### EXERCISE GOAL
In the entries that follow, find the word "user" and report each line it is on.

(Stored data)

* * * *

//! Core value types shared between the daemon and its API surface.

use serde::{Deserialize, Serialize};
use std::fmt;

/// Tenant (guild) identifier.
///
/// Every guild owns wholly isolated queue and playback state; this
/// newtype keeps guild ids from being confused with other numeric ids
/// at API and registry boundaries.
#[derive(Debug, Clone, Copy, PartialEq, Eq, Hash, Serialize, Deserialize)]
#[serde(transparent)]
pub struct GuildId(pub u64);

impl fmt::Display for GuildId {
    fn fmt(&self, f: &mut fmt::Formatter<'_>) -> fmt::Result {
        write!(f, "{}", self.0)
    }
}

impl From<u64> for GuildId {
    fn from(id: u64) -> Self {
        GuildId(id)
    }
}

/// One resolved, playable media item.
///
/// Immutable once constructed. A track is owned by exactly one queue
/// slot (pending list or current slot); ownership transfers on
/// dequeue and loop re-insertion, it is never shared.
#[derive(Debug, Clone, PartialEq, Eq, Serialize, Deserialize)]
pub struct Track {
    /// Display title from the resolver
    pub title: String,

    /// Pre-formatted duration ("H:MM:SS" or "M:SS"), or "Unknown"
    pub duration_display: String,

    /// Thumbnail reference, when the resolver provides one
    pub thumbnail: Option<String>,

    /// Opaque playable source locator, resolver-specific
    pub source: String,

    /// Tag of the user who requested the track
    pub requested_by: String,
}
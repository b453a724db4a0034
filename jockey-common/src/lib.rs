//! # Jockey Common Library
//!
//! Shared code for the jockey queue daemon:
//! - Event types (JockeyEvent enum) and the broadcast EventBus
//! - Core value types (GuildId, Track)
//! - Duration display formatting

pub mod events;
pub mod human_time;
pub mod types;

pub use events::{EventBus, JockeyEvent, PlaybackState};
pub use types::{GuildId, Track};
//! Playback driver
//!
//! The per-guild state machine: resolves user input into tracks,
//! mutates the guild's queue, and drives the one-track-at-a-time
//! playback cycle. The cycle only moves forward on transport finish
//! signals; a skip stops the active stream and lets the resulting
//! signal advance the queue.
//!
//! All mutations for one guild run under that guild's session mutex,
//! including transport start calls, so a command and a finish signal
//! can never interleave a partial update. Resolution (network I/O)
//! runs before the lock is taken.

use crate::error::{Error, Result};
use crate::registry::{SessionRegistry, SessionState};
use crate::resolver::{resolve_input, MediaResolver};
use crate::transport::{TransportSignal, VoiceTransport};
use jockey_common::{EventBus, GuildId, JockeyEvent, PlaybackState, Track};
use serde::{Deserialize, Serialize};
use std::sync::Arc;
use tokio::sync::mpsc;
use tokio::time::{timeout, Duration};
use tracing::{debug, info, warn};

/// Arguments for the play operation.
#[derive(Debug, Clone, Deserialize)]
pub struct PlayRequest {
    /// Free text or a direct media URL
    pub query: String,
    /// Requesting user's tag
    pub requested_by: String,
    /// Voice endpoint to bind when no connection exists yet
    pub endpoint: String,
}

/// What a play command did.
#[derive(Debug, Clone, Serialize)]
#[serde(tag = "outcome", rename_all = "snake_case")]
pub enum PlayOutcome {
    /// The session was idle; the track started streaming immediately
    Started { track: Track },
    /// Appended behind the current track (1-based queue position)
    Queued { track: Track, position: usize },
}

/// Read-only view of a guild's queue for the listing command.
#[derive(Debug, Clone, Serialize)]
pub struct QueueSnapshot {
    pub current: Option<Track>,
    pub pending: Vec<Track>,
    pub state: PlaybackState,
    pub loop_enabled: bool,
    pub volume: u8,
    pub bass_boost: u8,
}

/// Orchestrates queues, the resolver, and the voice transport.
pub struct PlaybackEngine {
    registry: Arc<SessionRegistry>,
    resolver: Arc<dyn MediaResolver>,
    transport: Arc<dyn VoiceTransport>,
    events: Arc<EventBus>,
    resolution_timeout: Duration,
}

* * * *

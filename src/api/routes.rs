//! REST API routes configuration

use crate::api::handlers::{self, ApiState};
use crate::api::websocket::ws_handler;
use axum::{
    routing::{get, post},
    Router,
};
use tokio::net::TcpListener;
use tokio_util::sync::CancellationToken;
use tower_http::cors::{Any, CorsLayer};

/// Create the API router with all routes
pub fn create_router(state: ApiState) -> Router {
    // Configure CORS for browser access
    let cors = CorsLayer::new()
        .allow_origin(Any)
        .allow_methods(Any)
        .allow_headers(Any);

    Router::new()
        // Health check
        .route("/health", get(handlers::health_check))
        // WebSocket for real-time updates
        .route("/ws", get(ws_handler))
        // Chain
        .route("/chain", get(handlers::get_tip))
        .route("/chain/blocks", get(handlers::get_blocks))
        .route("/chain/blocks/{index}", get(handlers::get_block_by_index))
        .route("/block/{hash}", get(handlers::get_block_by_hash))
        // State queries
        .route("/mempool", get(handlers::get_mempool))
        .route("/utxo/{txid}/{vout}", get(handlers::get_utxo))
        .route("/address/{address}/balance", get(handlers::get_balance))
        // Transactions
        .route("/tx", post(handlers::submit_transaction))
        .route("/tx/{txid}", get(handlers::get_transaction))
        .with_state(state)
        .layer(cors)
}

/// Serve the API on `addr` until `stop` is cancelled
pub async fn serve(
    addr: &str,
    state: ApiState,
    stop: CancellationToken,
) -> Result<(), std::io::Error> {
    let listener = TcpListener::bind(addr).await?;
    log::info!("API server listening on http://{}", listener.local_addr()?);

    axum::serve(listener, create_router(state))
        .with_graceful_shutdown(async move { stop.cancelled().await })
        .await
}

* * * *

### RESPONSE TO THIS EXERCISE
    /// Tag of the user who requested the track
//! The per-guild state machine: resolves user input into tracks,
    /// Requesting user's tag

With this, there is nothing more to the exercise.